您现在的位置是:主页 > news > 温州seo关键词优化/seo排名计费系统
温州seo关键词优化/seo排名计费系统
admin2025/4/27 4:14:10【news】
简介温州seo关键词优化,seo排名计费系统,手机网站跳出率低,06年可以做相册视频的网站实验目的 任意选择分类算法,实现乳腺癌分类。要求所有分类算法均自己实现。 下图是一个良性样本: 下图是一个恶性样本: 实验过程 由于能力和精力有限,我并没有选用CNN模型作为分类器。一方面是因为不借助PyTorch框架实现CNN对…
实验目的
任意选择分类算法,实现乳腺癌分类。要求所有分类算法均自己实现。
下图是一个良性样本:
下图是一个恶性样本:
实验过程
由于能力和精力有限,我并没有选用CNN模型作为分类器。一方面是因为不借助PyTorch框架实现CNN对我来说过于困难,另一方面是因为本次课内实验提供的数据量太小,我觉得没有必要通过卷积神经网络来进行分类,故本次实验选用了相对简单的全连接神经网络实现。
①数据集的读取
本次实验的数据集正类样本和负类样本存放于两个不同的目录,因此可以调用Python的os
模块,列举出目录中的所有文件并进行读取,作为数据集的特征。经过观察各图片的命名,可以发现所有的正类样本命名均为SOB_B_...
,负类样本命名均为SOB_M_...
,故可以从文件名入手,以下划线作为分隔符对文件名运用split
方法,通过索引为1
的元素(B
或M
)来确定数据样本的标签。每读取一个样本,就将其加入dataset
列表,便于后续划分训练集和验证集。
def read_data(self):dataset = []for dir_name in self.dir_names:for filename in os.listdir(r'./data/' + dir_name):img = cv2.imread(r'./data/' + dir_name + '/' + filename)label = 0 if filename.split('_')[1] == 'B' else 1dataset.append([img, label])return dataset
②数据集的划分
根据设定的test_size
参数来划分出训练集和验证集。划分前通过random.shuffle
方法对数据集洗牌,确定训练集和测试集大小后通过切片的方式进行划分,进一步提取出对应的特征和标签。对于数据样本的特征,输入网络时可将图像三个通道的像素展平,但这样可能会丢失一些上下相邻像素点之间的关联。

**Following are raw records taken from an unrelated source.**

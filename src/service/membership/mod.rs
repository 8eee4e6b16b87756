mod ban;
mod invite;
mod join;
mod kick;
mod knock;
mod leave;
mod unban;

use std::sync::Arc;

use palaver_core::{
	Result, implement,
	matrix::{
		Content, Membership, RoomId, State, UserId,
		content::MemberContent,
		event_auth,
	},
};
use tracing::debug;

/// The membership state machine: every membership mutation funnels through
/// [`Self::membership_change`], which authorizes the transition, keeps the
/// membership relation in lockstep with room state, writes the state event
/// and emits it to the message stream.
pub struct Service {
	services: Arc<crate::OnceServices>,
}

impl crate::Service for Service {
	fn build(args: crate::Args<'_>) -> Result<Arc<Self>> {
		Ok(Arc::new(Self { services: args.services.clone() }))
	}

	fn name(&self) -> &str { crate::service::make_name(std::module_path!()) }
}

#[implement(Service)]
#[tracing::instrument(
	level = "debug",
	skip(self),
	fields(%room_id, %sender, %target, %new)
)]
pub fn membership_change(
	&self,
	room_id: &RoomId,
	sender: &UserId,
	target: &UserId,
	new: Membership,
) -> Result<State> {
	self.services.state.check_exists(room_id)?;

	let current = self.services.state.user_membership(room_id, target)?;
	let power_levels = self.services.state.power_levels(room_id)?;
	let join_rule = self.services.state.join_rule(room_id)?;

	event_auth::check_membership_change(
		&power_levels,
		join_rule,
		sender,
		target,
		current,
		new,
	)?;

	let mut content = MemberContent::new(new);
	if new == Membership::Join {
		content = content.with_profile(self.services.presence.profile(sender));
	}

	// The membership relation is updated before the state write so the
	// emitted event's recipient set reflects the new membership.
	if new == Membership::Join {
		self.services.state_cache.add_member(room_id, target)?;
	} else if current == Membership::Join {
		self.services.state_cache.remove_member(room_id, target)?;
	}

	debug!(%current, "membership transition admitted");

	self.services
		.state
		.send_state(room_id, sender, Content::Member(content), &target.to_string())
}
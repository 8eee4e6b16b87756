use palaver_core::{
	Result, implement,
	matrix::{Membership, RoomId, State, UserId},
};

use super::Service;

/// Ban a user from the room; requires the ban power threshold. A banned
/// user cannot rejoin until unbanned.
#[implement(Service)]
#[tracing::instrument(level = "debug", skip_all, fields(%sender, %room_id, %user_id))]
pub fn ban(&self, sender: &UserId, room_id: &RoomId, user_id: &UserId) -> Result<State> {
	self.membership_change(room_id, sender, user_id, Membership::Ban)
}
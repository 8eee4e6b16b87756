use axum::{
	Json,
	extract::{Path, State, rejection::JsonRejection},
};
use palaver_core::{
	Err, Result, UserId,
	matrix::{Content, Membership, RoomId, content::event_type},
};
use serde_json::{Value, json};

use super::utils;
use crate::Sender;

/// # `PUT /_matrix/client/api/v1/rooms/{roomId}/state/{eventType}`
///
/// State event with an empty state key.
pub(crate) async fn set_state(
	state: State<crate::State>,
	Path((room_id, event_type)): Path<(String, String)>,
	sender: Sender,
	body: Result<Json<Value>, JsonRejection>,
) -> Result<Json<Value>> {
	put_state(state, sender, &room_id, &event_type, "", body)
}

/// # `PUT /_matrix/client/api/v1/rooms/{roomId}/state/{eventType}/{stateKey}`
pub(crate) async fn set_state_for_key(
	state: State<crate::State>,
	Path((room_id, event_type, state_key)): Path<(String, String, String)>,
	sender: Sender,
	body: Result<Json<Value>, JsonRejection>,
) -> Result<Json<Value>> {
	put_state(state, sender, &room_id, &event_type, &state_key, body)
}

fn put_state(
	State(services): State<crate::State>,
	Sender(sender): Sender,
	room_id: &str,
	event_type: &str,
	state_key: &str,
	body: Result<Json<Value>, JsonRejection>,
) -> Result<Json<Value>> {
	let room_id = RoomId::parse(room_id)?;
	let content = Content::from_parts(event_type, utils::body(body)?)?;
	let event = services
		.state
		.set_state(&room_id, &sender, content, state_key)?;

	Ok(Json(json!({ "event_id": event.event_id })))
}

/// # `GET /_matrix/client/api/v1/rooms/{roomId}/state`
///
/// The entire current state of the room; members only.
pub(crate) async fn get_state(
	State(services): State<crate::State>,
	Path(room_id): Path<String>,
	Sender(sender): Sender,
) -> Result<Json<Value>> {
	let room_id = RoomId::parse(&room_id)?;
	check_member(&services, &room_id, &sender)?;

	Ok(Json(serde_json::to_value(
		services.state.entire_room_state(&room_id)?,
	)?))
}

/// # `GET /_matrix/client/api/v1/rooms/{roomId}/members`
///
/// The membership state events of the room; members only.
pub(crate) async fn get_members(
	State(services): State<crate::State>,
	Path(room_id): Path<String>,
	Sender(sender): Sender,
) -> Result<Json<Value>> {
	let room_id = RoomId::parse(&room_id)?;
	check_member(&services, &room_id, &sender)?;

	let chunk: Vec<_> = services
		.state
		.entire_room_state(&room_id)?
		.into_iter()
		.filter(|state| state.content.event_type() == event_type::MEMBER)
		.collect();

	Ok(Json(json!({ "chunk": chunk })))
}

fn check_member(services: &crate::State, room_id: &RoomId, sender: &UserId) -> Result {
	if services.state.user_membership(room_id, sender)? != Membership::Join {
		return Err!(Request(Forbidden("cannot read room state, not a member")));
	}

	Ok(())
}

def train_test_split(self, dataset):random.shuffle(dataset)data_len = len(dataset)test_len = int(data_len * self.test_size)train_len = data_len - test_lentrain, test = dataset[:train_len], dataset[train_len:]X_train = np.array([i[0] for i in train])y_train = np.array([[i[1]] for i in train]).reshape(1, -1)X_test = np.array([i[0] for i in test])y_test = np.array([[i[1]] for i in test]).reshape(1, -1)X_train = X_train.reshape((X_train.shape[0], -1)).TX_test = X_test.reshape((X_test.shape[0], -1)).Treturn X_train, X_test, y_train, y_test
③全连接神经网络
编写my_nn
类实现全连接神经网络,从本质上来说是通过训练得到每两层之间的权重和偏置(即W1
、b1
、W2
、b2
),训练之前应对其进行随机初始化。神经网络的训练过程可以分为前向传播和反向传播。在前向传播中,设置隐藏层后使用tanh函数激活,输出结果使用sigmoid函数(调用scipy.special.expit
实现)映射到 [0,1][0, 1][0,1] 区间。反向传播则是对矩阵求导,通过梯度下降法优化网络参数。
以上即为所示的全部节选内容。